__Task description__: In the records that follow, find each line containing "info" and copy it.

[Start of section]

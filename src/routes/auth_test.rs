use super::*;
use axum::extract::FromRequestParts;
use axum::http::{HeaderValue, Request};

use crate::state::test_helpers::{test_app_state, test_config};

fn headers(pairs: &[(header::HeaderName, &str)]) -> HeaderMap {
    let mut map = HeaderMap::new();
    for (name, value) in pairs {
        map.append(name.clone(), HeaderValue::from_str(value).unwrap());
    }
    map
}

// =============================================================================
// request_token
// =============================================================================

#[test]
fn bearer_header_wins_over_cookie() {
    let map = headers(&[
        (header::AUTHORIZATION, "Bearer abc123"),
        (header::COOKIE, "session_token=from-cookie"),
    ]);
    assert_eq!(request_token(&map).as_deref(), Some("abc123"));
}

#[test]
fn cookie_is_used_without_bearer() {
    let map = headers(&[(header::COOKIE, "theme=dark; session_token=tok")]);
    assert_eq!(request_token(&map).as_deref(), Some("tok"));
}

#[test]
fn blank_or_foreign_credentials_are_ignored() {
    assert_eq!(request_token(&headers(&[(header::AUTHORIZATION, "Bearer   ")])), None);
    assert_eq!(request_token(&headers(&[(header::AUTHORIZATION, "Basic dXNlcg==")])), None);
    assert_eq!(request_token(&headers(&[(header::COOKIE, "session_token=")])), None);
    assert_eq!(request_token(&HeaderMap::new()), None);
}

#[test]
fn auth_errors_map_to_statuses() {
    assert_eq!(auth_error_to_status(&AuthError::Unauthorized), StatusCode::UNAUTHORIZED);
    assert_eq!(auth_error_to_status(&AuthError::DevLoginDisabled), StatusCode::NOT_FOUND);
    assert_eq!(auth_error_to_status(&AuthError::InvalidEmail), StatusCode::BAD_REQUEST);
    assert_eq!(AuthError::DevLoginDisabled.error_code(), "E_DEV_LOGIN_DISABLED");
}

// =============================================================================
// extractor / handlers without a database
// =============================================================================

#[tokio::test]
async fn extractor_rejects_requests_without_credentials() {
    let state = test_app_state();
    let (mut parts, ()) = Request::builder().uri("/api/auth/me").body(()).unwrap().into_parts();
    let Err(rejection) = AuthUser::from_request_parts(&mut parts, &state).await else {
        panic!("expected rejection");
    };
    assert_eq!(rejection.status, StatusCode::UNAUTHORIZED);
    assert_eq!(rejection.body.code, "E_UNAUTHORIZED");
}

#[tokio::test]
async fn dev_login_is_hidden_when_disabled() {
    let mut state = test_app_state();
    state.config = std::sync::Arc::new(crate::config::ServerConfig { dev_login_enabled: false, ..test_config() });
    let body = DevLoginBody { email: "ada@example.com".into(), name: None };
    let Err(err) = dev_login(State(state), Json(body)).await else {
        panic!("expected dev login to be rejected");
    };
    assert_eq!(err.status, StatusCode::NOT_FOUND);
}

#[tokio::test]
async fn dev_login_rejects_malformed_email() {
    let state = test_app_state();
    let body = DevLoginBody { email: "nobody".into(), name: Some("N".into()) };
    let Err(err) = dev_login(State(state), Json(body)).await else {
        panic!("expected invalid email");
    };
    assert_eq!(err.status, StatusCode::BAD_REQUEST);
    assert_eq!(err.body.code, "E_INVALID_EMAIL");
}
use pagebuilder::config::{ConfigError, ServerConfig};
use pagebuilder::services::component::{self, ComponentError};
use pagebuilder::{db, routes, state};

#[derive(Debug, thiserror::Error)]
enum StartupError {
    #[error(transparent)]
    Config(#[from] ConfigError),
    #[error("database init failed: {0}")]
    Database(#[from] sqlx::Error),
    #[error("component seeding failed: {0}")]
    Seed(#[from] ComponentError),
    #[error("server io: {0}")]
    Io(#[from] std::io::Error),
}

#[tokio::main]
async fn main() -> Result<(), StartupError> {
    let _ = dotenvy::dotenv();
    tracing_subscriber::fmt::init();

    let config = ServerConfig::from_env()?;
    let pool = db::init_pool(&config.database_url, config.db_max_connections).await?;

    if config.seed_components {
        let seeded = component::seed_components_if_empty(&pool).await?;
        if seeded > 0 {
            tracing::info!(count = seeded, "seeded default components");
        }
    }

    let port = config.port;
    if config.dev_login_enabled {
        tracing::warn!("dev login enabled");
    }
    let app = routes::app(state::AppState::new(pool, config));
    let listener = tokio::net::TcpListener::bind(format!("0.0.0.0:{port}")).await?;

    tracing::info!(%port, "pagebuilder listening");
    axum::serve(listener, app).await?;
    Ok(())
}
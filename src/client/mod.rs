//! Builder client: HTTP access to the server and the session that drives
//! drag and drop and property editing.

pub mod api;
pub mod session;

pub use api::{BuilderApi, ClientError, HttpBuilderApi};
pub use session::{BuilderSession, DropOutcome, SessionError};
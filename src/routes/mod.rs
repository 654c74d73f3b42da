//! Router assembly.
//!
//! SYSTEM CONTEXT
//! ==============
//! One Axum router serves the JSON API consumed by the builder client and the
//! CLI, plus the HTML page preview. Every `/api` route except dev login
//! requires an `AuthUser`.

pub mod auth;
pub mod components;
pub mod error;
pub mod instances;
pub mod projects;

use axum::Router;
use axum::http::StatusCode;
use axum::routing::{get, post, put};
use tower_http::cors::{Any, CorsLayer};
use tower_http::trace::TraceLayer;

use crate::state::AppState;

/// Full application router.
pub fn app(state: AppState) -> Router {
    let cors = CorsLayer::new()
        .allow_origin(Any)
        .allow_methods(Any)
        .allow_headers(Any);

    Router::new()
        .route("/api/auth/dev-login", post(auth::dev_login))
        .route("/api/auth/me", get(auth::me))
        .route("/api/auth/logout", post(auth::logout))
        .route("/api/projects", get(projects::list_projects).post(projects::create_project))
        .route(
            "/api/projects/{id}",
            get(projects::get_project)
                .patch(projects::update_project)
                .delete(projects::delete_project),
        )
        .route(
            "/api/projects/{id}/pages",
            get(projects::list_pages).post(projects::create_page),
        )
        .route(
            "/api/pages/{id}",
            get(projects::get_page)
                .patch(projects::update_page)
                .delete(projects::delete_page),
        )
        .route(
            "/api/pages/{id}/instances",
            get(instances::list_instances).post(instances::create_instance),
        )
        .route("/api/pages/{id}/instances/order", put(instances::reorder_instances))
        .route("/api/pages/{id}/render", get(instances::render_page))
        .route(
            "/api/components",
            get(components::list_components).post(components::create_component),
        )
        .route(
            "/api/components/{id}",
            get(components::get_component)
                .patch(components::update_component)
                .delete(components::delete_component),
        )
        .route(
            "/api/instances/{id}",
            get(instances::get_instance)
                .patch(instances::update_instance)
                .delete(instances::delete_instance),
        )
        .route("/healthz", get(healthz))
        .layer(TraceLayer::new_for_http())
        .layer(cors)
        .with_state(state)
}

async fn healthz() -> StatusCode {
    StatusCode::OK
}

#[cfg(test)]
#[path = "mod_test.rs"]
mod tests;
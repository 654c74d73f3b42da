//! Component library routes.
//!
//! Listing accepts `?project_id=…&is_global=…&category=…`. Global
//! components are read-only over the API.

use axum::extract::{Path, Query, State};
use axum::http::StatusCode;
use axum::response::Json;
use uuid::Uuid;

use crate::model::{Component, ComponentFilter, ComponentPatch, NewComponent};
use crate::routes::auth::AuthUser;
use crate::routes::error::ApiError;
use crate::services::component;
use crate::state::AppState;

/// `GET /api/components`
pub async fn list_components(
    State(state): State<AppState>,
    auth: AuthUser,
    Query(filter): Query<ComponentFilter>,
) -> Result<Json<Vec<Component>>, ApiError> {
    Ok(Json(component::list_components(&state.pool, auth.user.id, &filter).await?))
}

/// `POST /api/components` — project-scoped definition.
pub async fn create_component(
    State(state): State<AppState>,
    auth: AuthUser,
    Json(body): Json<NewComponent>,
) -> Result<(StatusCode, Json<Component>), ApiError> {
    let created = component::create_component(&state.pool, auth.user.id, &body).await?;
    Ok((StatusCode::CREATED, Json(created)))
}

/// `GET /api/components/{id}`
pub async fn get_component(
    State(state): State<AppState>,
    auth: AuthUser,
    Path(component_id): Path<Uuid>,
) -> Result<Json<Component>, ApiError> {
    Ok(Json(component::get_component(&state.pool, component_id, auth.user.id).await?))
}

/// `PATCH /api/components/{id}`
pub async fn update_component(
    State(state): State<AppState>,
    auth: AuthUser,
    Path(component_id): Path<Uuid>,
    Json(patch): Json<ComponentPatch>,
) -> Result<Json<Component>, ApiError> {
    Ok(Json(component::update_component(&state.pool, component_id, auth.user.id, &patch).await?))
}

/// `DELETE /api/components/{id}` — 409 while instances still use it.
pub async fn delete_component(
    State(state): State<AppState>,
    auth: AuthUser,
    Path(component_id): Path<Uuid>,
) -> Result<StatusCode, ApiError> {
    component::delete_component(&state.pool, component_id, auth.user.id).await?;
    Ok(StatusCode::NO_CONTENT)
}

[End of section]

__Exercise response__:
            tracing::info!(count = seeded, "seeded default components");
    tracing::info!(%port, "pagebuilder listening");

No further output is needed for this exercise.